Digitize Document - An unexpected error has occurred

nbjerke · January 18, 2019, 1:55pm

Scenario:

I am running a process which checks invoices in xml and pdf format. If the process does not find the right info in the xml, I am checking the pdf. I am using the new activity “Digitize Document” activity with google OCR. Through development it has been working like a charm. However, now I am deploying the process to the test environment and the “Digitize activity” fails constantly with the message “Digitize Document: An unexpected error has occurred”.
The error message is not very descriptive and I am having trouble finding where the problem lies. Please help

Steps to reproduce:

Read PDF documents with the digitize document and google OCR

Current Behavior:

Throwing error "Unexpected error has occurred

Expected Behavior:

Reading the pdf with google ocr and outputting the text that was found

Studio/Robot/Orchestrator Version: 2018.4.1

Update: It seems that the Uipath.Vision executeable keeps crashing which causes this acitivty to fail.
Any help on this? @ovi , @loginerror

This is the error that i get:

OCR Failed with error System.Exception at source UiPath.IntelligentOCR.Activities with message An unexpected error has occurred

venkat4u · February 11, 2019, 4:51am

can you share your xaml file.

nbjerke · February 13, 2019, 9:04am

Hi, @venkat4u
Unfortunately i cant share the workflow due to security reasons. I will attach screenshots of the activities and properties i am using. I have tried both google ocr and microsoft.

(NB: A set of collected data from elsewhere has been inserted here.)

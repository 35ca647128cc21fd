use std::collections::HashMap;

use log::debug;

use crate::engine::Record;
use crate::predicate::Predicate;

/// Session-lifetime memoization of select results, keyed by table name
/// plus the canonical predicate form. It has no dependency tracking, so
/// callers must clear the whole cache after any successful mutation.
#[derive(Debug, Default)]
pub struct QueryCache {
    entries: HashMap<String, Vec<Record>>,
}

impl QueryCache {
    pub fn new() -> Self {
        Self::default()
    }

    /// Composite cache key. `BTreeMap` iteration makes the predicate
    /// part deterministic; `*` stands for the match-all query.
    pub fn key(table: &str, predicate: Option<&Predicate>) -> String {
        match predicate {
            None => format!("{table}:*"),
            Some(p) => {
                let clause: Vec<String> =
                    p.iter().map(|(col, val)| format!("{col}={val:?}")).collect();
                format!("{table}:{}", clause.join(","))
            }
        }
    }

    pub fn get_or_compute(
        &mut self,
        key: &str,
        compute: impl FnOnce() -> Vec<Record>,
    ) -> Vec<Record> {
        if let Some(hit) = self.entries.get(key) {
            debug!("cache hit for {key}");
            return hit.clone();
        }
        debug!("cache miss for {key}");
        let result = compute();
        self.entries.insert(key.to_string(), result.clone());
        result
    }

    pub fn invalidate_all(&mut self) {
        if !self.entries.is_empty() {
            debug!("cache cleared ({} entries)", self.entries.len());
        }
        self.entries.clear();
    }

    pub fn len(&self) -> usize {
        self.entries.len()
    }

    pub fn is_empty(&self) -> bool {
        self.entries.is_empty()
    }
}

#[cfg(test)]
mod tests {
    use super::*;
    use crate::types::Value;

    fn row(id: i64) -> Record {
        let mut r = Record::new();
        r.insert("ID".to_string(), Value::Int(id));
        r
    }

    #[test]
    fn second_lookup_skips_the_compute_fn() {
        let mut cache = QueryCache::new();
        let mut calls = 0;
        let first = cache.get_or_compute("users:*", || {
            calls += 1;
            vec![row(1)]
        });
        let second = cache.get_or_compute("users:*", || {
            calls += 1;
            vec![row(2)]
        });
        assert_eq!(calls, 1);
        assert_eq!(first, second);
    }

    #[test]
    fn invalidate_all_forces_recomputation() {
        let mut cache = QueryCache::new();
        cache.get_or_compute("users:*", || vec![row(1)]);
        cache.invalidate_all();
        assert!(cache.is_empty());
        let fresh = cache.get_or_compute("users:*", || vec![row(1), row(2)]);
        assert_eq!(fresh.len(), 2);
    }

    #[test]
    fn keys_distinguish_tables_and_predicates() {
        let mut age = Predicate::new();
        age.insert("age".to_string(), Value::Int(28));
        let mut name = Predicate::new();
        name.insert("name".to_string(), Value::Str("Ann".to_string()));

        let keys = [
            QueryCache::key("users", None),
            QueryCache::key("pets", None),
            QueryCache::key("users", Some(&age)),
            QueryCache::key("users", Some(&name)),
        ];
        for (i, a) in keys.iter().enumerate() {
            for b in keys.iter().skip(i + 1) {
                assert_ne!(a, b);
            }
        }
    }

    #[test]
    fn equal_predicates_share_a_key() {
        let mut a = Predicate::new();
        a.insert("age".to_string(), Value::Int(28));
        let mut b = Predicate::new();
        b.insert("age".to_string(), Value::Int(28));
        assert_eq!(
            QueryCache::key("users", Some(&a)),
            QueryCache::key("users", Some(&b))
        );
    }
}
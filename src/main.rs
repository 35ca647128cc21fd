use std::io::{self, Write};

use log::warn;

use plaindb::command::{Command, parse_command};
use plaindb::engine::Record;
use plaindb::execution::{Outcome, Session};
use plaindb::storage::Storage;

const DEFAULT_DATA_DIR: &str = "data";

fn main() -> io::Result<()> {
    env_logger::init();

    let root = std::env::args()
        .nth(1)
        .unwrap_or_else(|| DEFAULT_DATA_DIR.to_string());
    let mut session = Session::new(Storage::new(root));

    println!("plaindb interactive shell. Type 'help' for commands, 'exit' to quit.");

    loop {
        print!("db> ");
        io::stdout().flush()?;

        let mut line = String::new();
        if io::stdin().read_line(&mut line)? == 0 {
            println!();
            break; // EOF
        }
        let line = line.trim();
        if line.is_empty() {
            continue;
        }

        let command = match parse_command(line) {
            Ok(Some(command)) => command,
            Ok(None) => continue,
            Err(e) => {
                println!("Error: {e}");
                continue;
            }
        };

        if let Some(action) = destructive_action(&command) {
            if !confirm(action)? {
                println!("Cancelled.");
                continue;
            }
        }

        match session.execute(command) {
            Ok(Outcome::Rows { columns, rows }) => render_rows(&columns, &rows),
            Ok(Outcome::Message(message)) => println!("{message}"),
            Ok(Outcome::Exit) => break,
            Err(e) => {
                warn!("command failed: {e}");
                println!("Error: {e}");
            }
        }
    }
    Ok(())
}

fn destructive_action(command: &Command) -> Option<&'static str> {
    match command {
        Command::DropTable { .. } => Some("drop the table"),
        Command::Delete { .. } => Some("delete rows"),
        _ => None,
    }
}

fn confirm(action: &str) -> io::Result<bool> {
    print!("Are you sure you want to {action}? [y/n]: ");
    io::stdout().flush()?;
    let mut answer = String::new();
    if io::stdin().read_line(&mut answer)? == 0 {
        return Ok(false);
    }
    let answer = answer.trim().to_ascii_lowercase();
    Ok(answer == "y" || answer == "yes")
}

/// Aligned text table, columns in schema order so ID comes first.
fn render_rows(columns: &[String], rows: &[Record]) {
    if rows.is_empty() {
        println!("No rows found.");
        return;
    }

    let cells: Vec<Vec<String>> = rows
        .iter()
        .map(|record| {
            columns
                .iter()
                .map(|col| record.get(col).map(|v| v.to_string()).unwrap_or_default())
                .collect()
        })
        .collect();

    let mut widths: Vec<usize> = columns.iter().map(|c| c.len()).collect();
    for row in &cells {
        for (i, cell) in row.iter().enumerate() {
            widths[i] = widths[i].max(cell.len());
        }
    }

    let header: Vec<String> = columns
        .iter()
        .zip(&widths)
        .map(|(c, w)| format!("{c:<width$}", width = *w))
        .collect();
    println!("| {} |", header.join(" | "));

    let rule: Vec<String> = widths.iter().map(|w| "-".repeat(*w)).collect();
    println!("|-{}-|", rule.join("-+-"));

    for row in &cells {
        let line: Vec<String> = row
            .iter()
            .zip(&widths)
            .map(|(c, w)| format!("{c:<width$}", width = *w))
            .collect();
        println!("| {} |", line.join(" | "));
    }
}
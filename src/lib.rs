pub mod cache;
pub mod catalog;
pub mod command;
pub mod engine;
pub mod error;
pub mod execution;
pub mod predicate;
pub mod storage;
pub mod types;
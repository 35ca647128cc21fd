use std::collections::BTreeMap;

use crate::catalog::{Catalog, ID_COLUMN};
use crate::error::{DbError, DbResult};
use crate::predicate::{Predicate, matches};
use crate::types::{Value, cast};

/// One row: column name to typed scalar, always with an `ID` entry.
/// A `BTreeMap` keeps field order deterministic on disk, with `ID`
/// sorting first.
pub type Record = BTreeMap<String, Value>;

/// Append a new record built from positional `values` (identity
/// excluded) and return the successor collection; `existing` is never
/// mutated. All-or-nothing: any validation or cast failure returns an
/// error before anything is appended.
pub fn insert(
    catalog: &Catalog,
    table: &str,
    values: &[String],
    existing: &[Record],
) -> DbResult<Vec<Record>> {
    let schema = catalog.get_table(table)?;
    let value_columns = schema.value_columns();

    if values.len() != value_columns.len() {
        let columns = value_columns
            .iter()
            .map(|c| c.name.as_str())
            .collect::<Vec<_>>()
            .join(", ");
        return Err(DbError::ValueCountMismatch {
            expected: value_columns.len(),
            actual: values.len(),
            columns,
        });
    }

    for (column, value) in value_columns.iter().zip(values) {
        if value.trim().is_empty() {
            return Err(DbError::EmptyField(column.name.clone()));
        }
    }

    let mut record = Record::new();
    record.insert(ID_COLUMN.to_string(), Value::Int(next_id(existing)));
    for (column, value) in value_columns.iter().zip(values) {
        record.insert(column.name.clone(), cast(column.ty, value)?);
    }

    let mut rows = existing.to_vec();
    rows.push(record);
    Ok(rows)
}

/// Identities are monotonic: 1 for an empty collection, otherwise
/// max(existing) + 1. Gaps left by deletes are never reused.
fn next_id(rows: &[Record]) -> i64 {
    rows.iter()
        .filter_map(|r| match r.get(ID_COLUMN) {
            Some(Value::Int(i)) => Some(*i),
            _ => None,
        })
        .max()
        .map_or(1, |max| max + 1)
}

/// No predicate returns every row; with one, the matching subset. Order
/// is preserved either way.
pub fn select(rows: &[Record], predicate: Option<&Predicate>) -> Vec<Record> {
    match predicate {
        None => rows.to_vec(),
        Some(p) => rows.iter().filter(|r| matches(r, p)).cloned().collect(),
    }
}

/// Matching records get `set_fields` merged over their current fields;
/// everything else passes through untouched, order preserved.
pub fn update(rows: &[Record], set_fields: &Predicate, where_predicate: &Predicate) -> Vec<Record> {
    rows.iter()
        .map(|record| {
            if matches(record, where_predicate) {
                let mut updated = record.clone();
                for (name, value) in set_fields {
                    updated.insert(name.clone(), value.clone());
                }
                updated
            } else {
                record.clone()
            }
        })
        .collect()
}

/// Keep every record that does not match. Zero matches is a successful
/// no-op, so delete is idempotent.
pub fn delete(rows: &[Record], where_predicate: &Predicate) -> Vec<Record> {
    rows.iter()
        .filter(|r| !matches(r, where_predicate))
        .cloned()
        .collect()
}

With google, the activity sometimes run really slow and can take almost 15 minutes or more…

The first log message is when the pdf is downloaded and the second is when the activity is finished processing. When it takes this amount of time, the system times out and logs out resulting in a failed transaction.

With microsoft ocr and digitize document the OCR just keeps crashing, after processing 180 invoices, the activity fails 47 times. I have attached filtered logs from orchestratorOrchestrator Log.xlsx (11.8 KB)

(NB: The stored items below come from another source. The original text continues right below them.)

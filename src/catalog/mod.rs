use std::collections::HashMap;

use serde::{Deserialize, Serialize};

use crate::error::{DbError, DbResult};
use crate::types::ColumnType;

/// Name of the reserved identity column. Always first in every schema,
/// assigned by the engine on insert and never supplied by the caller.
pub const ID_COLUMN: &str = "ID";

#[derive(Debug, Clone, PartialEq, Serialize, Deserialize)]
pub struct Column {
    pub name: String,
    #[serde(rename = "type")]
    pub ty: ColumnType,
}

#[derive(Debug, Clone, PartialEq, Serialize, Deserialize)]
pub struct TableSchema {
    pub name: String,
    pub columns: Vec<Column>,
}

impl TableSchema {
    /// The columns a caller supplies values for, i.e. everything after
    /// the identity column.
    pub fn value_columns(&self) -> &[Column] {
        &self.columns[1..]
    }

    pub fn column_types(&self) -> HashMap<String, ColumnType> {
        self.columns
            .iter()
            .map(|c| (c.name.clone(), c.ty))
            .collect()
    }
}

/// All table definitions, kept in creation order. Persisted as a JSON
/// array by the storage layer; the transparent representation means the
/// file is just the table list.
#[derive(Debug, Clone, Default, PartialEq, Serialize, Deserialize)]
#[serde(transparent)]
pub struct Catalog {
    tables: Vec<TableSchema>,
}

impl Catalog {
    pub fn contains(&self, name: &str) -> bool {
        self.tables.iter().any(|t| t.name == name)
    }

    pub fn get_table(&self, name: &str) -> DbResult<&TableSchema> {
        self.tables
            .iter()
            .find(|t| t.name == name)
            .ok_or_else(|| DbError::TableNotFound(name.to_string()))
    }

    /// Define a new table from `name:type` column specs and return the
    /// extended catalog; `self` is left untouched.
    ///
    /// The identity column is normalized to position 0: a spec literally
    /// named `ID` (any case) is honored with its declared type under the
    /// canonical name, otherwise a synthetic `ID:int` is prepended.
    pub fn create_table(&self, name: &str, column_specs: &[String]) -> DbResult<Catalog> {
        if self.contains(name) {
            return Err(DbError::TableExists(name.to_string()));
        }

        let mut columns: Vec<Column> = Vec::with_capacity(column_specs.len() + 1);
        let mut id_column = None;

        for spec in column_specs {
            let (col_name, ty_name) = spec
                .split_once(':')
                .ok_or_else(|| DbError::MissingType(spec.clone()))?;
            if col_name.is_empty() || ty_name.is_empty() {
                return Err(DbError::MissingType(spec.clone()));
            }
            let ty = ColumnType::parse(ty_name)?;

            if col_name.eq_ignore_ascii_case(ID_COLUMN) {
                if id_column.is_some() {
                    return Err(DbError::DuplicateColumn(col_name.to_string()));
                }
                id_column = Some(Column {
                    name: ID_COLUMN.to_string(),
                    ty,
                });
            } else {
                if columns.iter().any(|c| c.name == col_name) {
                    return Err(DbError::DuplicateColumn(col_name.to_string()));
                }
                columns.push(Column {
                    name: col_name.to_string(),
                    ty,
                });
            }
        }

        columns.insert(
            0,
            id_column.unwrap_or(Column {
                name: ID_COLUMN.to_string(),
                ty: ColumnType::Int,
            }),
        );

        let mut tables = self.tables.clone();
        tables.push(TableSchema {
            name: name.to_string(),
            columns,
        });
        Ok(Catalog { tables })
    }

    /// Remove a table definition. Persisted row data for the table is the
    /// caller's concern; this only touches the catalog.
    pub fn drop_table(&self, name: &str) -> DbResult<Catalog> {
        if !self.contains(name) {
            return Err(DbError::TableNotFound(name.to_string()));
        }
        let tables = self
            .tables
            .iter()
            .filter(|t| t.name != name)
            .cloned()
            .collect();
        Ok(Catalog { tables })
    }

    /// Tables in creation order, as independent copies.
    pub fn list_tables(&self) -> Vec<(String, Vec<Column>)> {
        self.tables
            .iter()
            .map(|t| (t.name.clone(), t.columns.clone()))
            .collect()
    }
}
use thiserror::Error;
use std::io;

#[derive(Debug, Error)]
pub enum DbError {
    #[error("table '{0}' already exists")]
    TableExists(String),
    #[error("table '{0}' not found")]
    TableNotFound(String),
    #[error("column '{0}' not found")]
    ColumnNotFound(String),
    #[error("column '{0}' has no type, expected <name>:<type>")]
    MissingType(String),
    #[error("type '{0}' is not supported, expected str, int or bool")]
    UnsupportedType(String),
    #[error("duplicate column '{0}'")]
    DuplicateColumn(String),
    #[error("got {actual} values, expected {expected} ({columns}); all fields are mandatory")]
    ValueCountMismatch {
        expected: usize,
        actual: usize,
        columns: String,
    },
    #[error("field '{0}' cannot be empty")]
    EmptyField(String),
    #[error("invalid value: {0}")]
    InvalidValue(String),
    #[error("syntax error: {0}")]
    Syntax(String),
    #[error("a where clause is required")]
    MissingWhere,
    #[error("the ID column cannot be updated")]
    IdentityImmutable,
    #[error(transparent)]
    Io(#[from] io::Error),
    #[error(transparent)]
    Json(#[from] serde_json::Error),
}

pub type DbResult<T> = Result<T, DbError>;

This is the activity and properties i am using:

Let me know if you need any other information

snoopy · March 26, 2019, 8:02am

I have the same problem. “Digitize Document: An unexpected error has occurred”.
I use the Google Cloud OCR engine and in the log it says the size of the load is too high, above 10mb.
I think 10mb is the limit for the OCR API.
But this is weird because the PDF that fails is small and many larger PDF’s works fine.

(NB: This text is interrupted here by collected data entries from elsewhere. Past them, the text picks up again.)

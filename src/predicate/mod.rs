use std::collections::BTreeMap;

use crate::catalog::{ID_COLUMN, TableSchema};
use crate::engine::Record;
use crate::error::{DbError, DbResult};
use crate::types::{Value, cast};

/// Conjunctive equality filter: a record matches iff every entry is
/// present in the record with an equal value. The same shape doubles as
/// the value map produced by `set` clauses.
pub type Predicate = BTreeMap<String, Value>;

pub fn matches(record: &Record, predicate: &Predicate) -> bool {
    predicate.iter().all(|(k, v)| record.get(k) == Some(v))
}

const WHERE_SHAPE: &str = "where <column> = <value>";
const SET_SHAPE: &str = "set <column> = <value>";

/// Parse a `where <col> = <value>` clause starting at `start`.
///
/// Returns `Ok(None)` when `tokens[start]` is not the `where` keyword,
/// so callers can treat an absent clause as match-all. The value is cast
/// with the column's declared type; cast failures propagate.
pub fn parse_where_clause(
    tokens: &[String],
    start: usize,
    schema: &TableSchema,
) -> DbResult<Option<Predicate>> {
    if start >= tokens.len() || !tokens[start].eq_ignore_ascii_case("where") {
        return Ok(None);
    }
    parse_equality(tokens, start, schema, WHERE_SHAPE).map(Some)
}

/// Parse a `set <col> = <value>` clause starting at `start`.
///
/// The first `where` token after `start` terminates the clause; without
/// one the whole command is rejected, since an unconditional update is
/// never permitted. Assigning to the identity column is also rejected.
pub fn parse_set_clause(
    tokens: &[String],
    start: usize,
    schema: &TableSchema,
) -> DbResult<Predicate> {
    if start >= tokens.len() || !tokens[start].eq_ignore_ascii_case("set") {
        return Err(DbError::Syntax(format!("expected {SET_SHAPE}")));
    }

    let where_idx = tokens[start + 1..]
        .iter()
        .position(|t| t.eq_ignore_ascii_case("where"))
        .map(|i| start + 1 + i)
        .ok_or(DbError::MissingWhere)?;
    if where_idx - start < 4 {
        return Err(DbError::Syntax(format!("expected {SET_SHAPE}")));
    }

    let clause = parse_equality(tokens, start, schema, SET_SHAPE)?;
    if clause.keys().any(|k| k.eq_ignore_ascii_case(ID_COLUMN)) {
        return Err(DbError::IdentityImmutable);
    }
    Ok(clause)
}

/// Both clauses share the 4-token `<keyword> <col> = <value>` shape.
/// Only the keyword is case-insensitive; the column name and the `=`
/// token are matched verbatim.
fn parse_equality(
    tokens: &[String],
    start: usize,
    schema: &TableSchema,
    shape: &str,
) -> DbResult<Predicate> {
    if tokens.len() < start + 4 || tokens[start + 2] != "=" {
        return Err(DbError::Syntax(format!("expected {shape}")));
    }

    let column = &tokens[start + 1];
    let raw = &tokens[start + 3];

    let ty = schema
        .column_types()
        .get(column)
        .copied()
        .ok_or_else(|| DbError::ColumnNotFound(column.clone()))?;

    let mut clause = Predicate::new();
    clause.insert(column.clone(), cast(ty, raw)?);
    Ok(clause)
}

My work around is to TryCatch and use UiPath’s ‘Read PDF with OCR’ if it fails.
Digitize Document seems to do a better reading but it is also clearly bugged.

Error:
UiPath.SmartData.Digitization.Tokenization.TokenizationException: test.pdf ----> System.Exception: Error performing OCR: GoogleCloudErrorInvalidResponse Request payload size exceeds the limit: 10485760 bytes.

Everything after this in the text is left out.